Reconstruire l'assurance-maladie

le 03/04/2014 L'AGEFI Hebdo

La note du Conseil d'analyse économique (CAE)* consacrée à la gestion et aux dépenses d'assurance-maladie n'y va pas par quatre chemins. La France est le seul pays parmi les grands partenaires européens à avoir un système mixte, complexe et semi-privé reposant sur le monopole de la Sécurité sociale d'un côté, les assurances complémentaires de l'autre. Or une telle organisation entraîne des coûts de gestion élevés et favorise la hausse des prix des soins, explique la note du CAE. De plus, la régulation actuelle des complémentaires encourage la sélection des risques ; ce qui produit des inégalités dans l'accès à l'assurance et aux soins.
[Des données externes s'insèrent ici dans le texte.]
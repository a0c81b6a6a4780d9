//! Fire-and-forget radio seam.
//!
//! The radio owns a small peer table: only MACs previously added can be
//! addressed. Incoming frames and send-completion events do not surface
//! here; the application's receive callback pushes them into the core's
//! shared queues from its ISR-like context.

use driveway_wire::MacAddr;

#[derive(Debug, Clone, Copy, PartialEq, Eq)]
pub enum RadioError {
    /// The radio has not been initialized.
    NotReady,
    /// The peer table rejected the operation (full, or unknown MAC).
    PeerTable,
    /// The requested channel is out of range for the PHY.
    BadChannel,
    /// The transmit path reported an immediate error.
    TxFailed,
}

pub trait Radio {
    /// Brings the radio up on the given channel.
    fn init(&mut self, channel: u8) -> Result<(), RadioError>;

    /// Registers `mac` as addressable on `channel`. Re-adding an existing
    /// peer updates its channel.
    fn add_peer(&mut self, mac: MacAddr, channel: u8) -> Result<(), RadioError>;

    fn del_peer(&mut self, mac: MacAddr) -> Result<(), RadioError>;

    fn set_channel(&mut self, channel: u8) -> Result<(), RadioError>;

    /// Queues one encoded frame for transmission. Success means the frame
    /// was handed to the PHY, not that it was received anywhere.
    fn send(&mut self, mac: MacAddr, frame: &[u8]) -> Result<(), RadioError>;
}
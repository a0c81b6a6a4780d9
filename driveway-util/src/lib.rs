//! Generic utilities the driveway crates depend upon but that are not tied
//! to the wire protocol itself.

#![cfg_attr(not(feature = "std"), no_std)]

pub mod log;

#[cfg(any(feature = "defmt", feature = "log"))]
pub use self::log::*;

/// A generic error.
#[derive(Debug, Clone, Copy)]
pub struct Error;

/// A type alias for `Result<T, driveway_util::Error>`.
pub type Result<T> = core::result::Result<T, Error>;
Les frais de gestion de l'ensemble sont de 13,4 milliards d'euros : 7,2 milliards pour la Sécurité sociale et 6,2 milliards pour les complémentaires (pour un total de prestations de 25 milliards en 2012). Des sommes similaires quand la première rembourse 75,5 % des soins et les secondes 13,7 %, pour un nombre de dossiers équivalents dont le traitement est doublonné. Qui plus est, en l'absence d'une régulation adaptée, le système actuel ne protège pas de la discrimination. Sélectionner des affiliés jeunes et en bonne santé est pour les compagnies un moyen plus simple de gagner en compétitivité que de chercher à contractualiser avec des médecins pour des soins plus efficients. « Il semble impératif de mettre fin à ce système mixte », écrit le CAE, en créant soit un système public décentralisé, soit un système de caisses d'assurance en concurrence régulée. *Refonder l'assurance-maladie, CAE, avril 2014. Brigitte Dormont, Pierre-Yves Geoffard et Jean Tirole.